A combine harvester is a machine that is used to harvest grain crops. The objective is to complete several processes, which traditionally were distinct, in one pass of the machine over a particular part of the field. Among the crops that may be harvested with a combine are wheat, oats, rye, barley, corn, soybeans, and flax or linseed. The waste (e.g., straw) left behind on the field includes the remaining stems and leaves of the crop having limited nutrients which may be, for example, chopped and spread on the field or baled for feed and bedding for livestock.
The cut crop may be picked up and fed into the threshing and separating mechanism of the combine, typically consisting of a rotating threshing drum to which grooved steel bars may be bolted. These bars thresh or separate the grains and chaff from the straw (sometimes referred to as residue) through the action of the drum against the concaves, i.e., shaped “half drum,” that may also be fitted with angled steel bars (e.g. rub bars) and a meshed grill, through which grain, chaff and smaller debris may fall, whereas the straw, being too big or long, is carried through to the outlet. Typically, the drum speed may be variably adjustable and the distance between the drum and concave may be finely adjustable laterally and together, to achieve optimum separation and output.
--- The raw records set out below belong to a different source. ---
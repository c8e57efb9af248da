//! Reference resolution
//!
//! Rewrites utterances that point at earlier commands ("again", "3 commands
//! ago", "delete them", "list there", "with details") into literal command
//! text before tiered matching. Rules are tried in order and the first one
//! whose precondition holds wins. Without applicable context the input comes
//! back unchanged; nothing here fails.

use regex::{NoExpand, Regex};
use serde::{Deserialize, Serialize};
use std::sync::OnceLock;

use crate::context::{ContextStore, EntityClass};
use crate::normalize::{collapse_whitespace, normalize_key, quote_if_needed};
use crate::platform::OsFamily;

const REPEAT_WORDS: [&str; 4] = ["again", "repeat", "that", "same"];

/// Which rule rewrote the input
#[derive(Clone, Copy, Debug, PartialEq, Eq, Serialize, Deserialize)]
#[serde(rename_all = "snake_case")]
pub enum ReferenceRule {
    Repeat,
    CommandsAgo,
    Them,
    It,
    There,
    Detail,
    SizeSort,
    Navigate,
}

/// Outcome of reference resolution
#[derive(Clone, Debug, PartialEq)]
pub struct Expansion {
    pub text: String,
    /// `None` when the input came back unchanged
    pub rule: Option<ReferenceRule>,
}

impl Expansion {
    fn rewritten(rule: ReferenceRule, text: impl Into<String>) -> Self {
        Self {
            text: text.into(),
            rule: Some(rule),
        }
    }

    fn unchanged(text: &str) -> Self {
        Self {
            text: text.to_string(),
            rule: None,
        }
    }
}

struct Rules {
    commands_ago: Regex,
    them: Regex,
    it: Regex,
    there: Regex,
    detail: Regex,
    size_sort: Regex,
    navigate: Regex,
}

fn rules() -> &'static Rules {
    static RULES: OnceLock<Rules> = OnceLock::new();
    RULES.get_or_init(|| Rules {
        commands_ago: Regex::new(r"^(\d+) commands? ago$").expect("valid regex"),
        them: Regex::new(r"(?i)\b(?:them|those)\b").expect("valid regex"),
        it: Regex::new(r"(?i)\bit\b").expect("valid regex"),
        there: Regex::new(r"(?i)\bthere\b").expect("valid regex"),
        detail: Regex::new(
            r"^(?:in detail|with details?|show details?|more details?|detailed|details)$",
        )
        .expect("valid regex"),
        size_sort: Regex::new(
            r"^(?:sort(?:ed)? by size|by size|largest first|biggest first)$",
        )
        .expect("valid regex"),
        navigate: Regex::new(r"(?i)^(?:go|move|switch|now)\b.*\b(?:in|to)\s+(\S+)$")
            .expect("valid regex"),
    })
}

/// Rewrite `text` using the session context; unchanged when no rule applies.
pub fn resolve(text: &str, context: &ContextStore, os: &str) -> String {
    expand(text, context, os).text
}

/// Like `resolve`, also reporting which rule fired
pub fn expand(text: &str, context: &ContextStore, os: &str) -> Expansion {
    let rules = rules();
    let collapsed = collapse_whitespace(text);
    let normalized = normalize_key(text);
    let family = OsFamily::from_os_id(os);
    let previous = context.last_command(1);

    // 1. exact repeat words
    if REPEAT_WORDS.contains(&normalized.as_str()) {
        return match previous {
            Some(cmd) => Expansion::rewritten(ReferenceRule::Repeat, cmd),
            None => Expansion::unchanged(text),
        };
    }

    // 2. "N commands ago"
    if let Some(caps) = rules.commands_ago.captures(&normalized) {
        let target = caps[1]
            .parse::<usize>()
            .ok()
            .and_then(|n| context.last_command(n));
        return match target {
            Some(cmd) => Expansion::rewritten(ReferenceRule::CommandsAgo, cmd),
            None => {
                tracing::debug!(input = %text, "history reference out of range");
                Expansion::unchanged(text)
            }
        };
    }

    // 3. "them" -> last files
    let files = context.entity_list(EntityClass::Files);
    if !files.is_empty() && rules.them.is_match(&collapsed) {
        let joined = files
            .iter()
            .map(|f| quote_if_needed(f))
            .collect::<Vec<_>>()
            .join(" ");
        let rewritten = rules.them.replace_all(&collapsed, NoExpand(&joined));
        return Expansion::rewritten(ReferenceRule::Them, rewritten.into_owned());
    }

    // 4. "it" -> last process
    if let Some(process) = context.entity_text(EntityClass::Process) {
        if rules.it.is_match(&collapsed) {
            let rewritten = rules.it.replace_all(&collapsed, NoExpand(process));
            return Expansion::rewritten(ReferenceRule::It, rewritten.into_owned());
        }
    }

    // 5. "there" -> list last directory
    if let Some(dir) = context.entity_text(EntityClass::Dir) {
        if rules.there.is_match(&collapsed) {
            let listing = format!("{} {}", family.list_dir(), quote_if_needed(dir));
            return Expansion::rewritten(ReferenceRule::There, listing);
        }
    }

    // 6-8. modifiers on the previous command; the whole input must be the modifier
    if let Some(prev) = previous {
        if rules.detail.is_match(&normalized) {
            return Expansion::rewritten(
                ReferenceRule::Detail,
                with_flag(prev, family.detail_flag()),
            );
        }

        if rules.size_sort.is_match(&normalized) {
            return Expansion::rewritten(
                ReferenceRule::SizeSort,
                with_flag(prev, family.size_sort_flag()),
            );
        }

        if let Some(caps) = rules.navigate.captures(&collapsed) {
            let target = caps[1].to_string();
            return Expansion::rewritten(
                ReferenceRule::Navigate,
                format!("{} {}", prev, target),
            );
        }
    }

    Expansion::unchanged(text)
}

/// Append `flag` unless the command already carries it
fn with_flag(command: &str, flag: &str) -> String {
    if command.split_whitespace().any(|t| t == flag) {
        command.to_string()
    } else {
        format!("{} {}", command, flag)
    }
}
In an axial flow combine, this threshing and separating system serves a primary separation function. The harvested crop is threshed and separated as it is conveyed between a longitudinally arranged rotor and the inner surface of an associated chamber comprising threshing and separating concaves. The cut crop material spirals and is conveyed along a helical path along the inner surface of the chamber until substantially only larger residue remains. When the residue reaches the end threshing drum, it is expulsed out of the rear of the combine. Meanwhile, the grain, chaff, and other small debris falls through the grates in concaves onto a conveyor system. For ease of reference, this smaller particulate crop material that contains the grain and chaff is referred to as threshed crop. The threshed crop still needs to be further separated from the chaff by way of a winnowing process.
Clean grain is separated out of the threshed crop by way of a flat cleaning system that can include a chaffer and sieves. Generally, the cleaning system operates by blowing air through the threshed crop to winnow the chaff and then sieving the grain to separate the grain from other particulates. The chaffing and sieving system on most modern combines operates on the assumption that the conveyor system delivers a fairly uniform grain bed. For example, the chaffing process optimally works on an assumed range of thicknesses of separated crop in a grain bed, which allows fans to blow off the chaff. If the thickness of material in the grain bed is too thick, the airflow supplied will be insufficient. Furthermore, the sieves may be unable to process the grain quickly enough, such that if threshed crop is delivered too quickly to one portion of the sieve area in the grain bed, the system may dog or the yield of the grain in the area may be reduced.
Conventional operation procedures for combine operation recommend that an operator visually and manually inspect the grain bed to determine if the grain bed is uniformly distributed. Currently, this requires the operator to perform a kill stall, whereby the operator stops the combine, gets out of the cab, accesses the grain bed or conveyor system, and checks for uniform or uneven distribution. If the grain bed is uneven, the operator can adjust mechanisms in the separator system manually until the grain bed is substantially uniform. This process is labor intensive and requires a skilled operator. The prior art does not include a system with sensors to alert the operator of the uniformity of the grain bed without requiring manual/visual inspection by the operator, which generally requires the operator stop harvesting. Furthermore, because the prior art does not teach sensors for monitoring uniformity of the grain bed, no automated feedback systems are available to optimize the cleaning system while harvesting.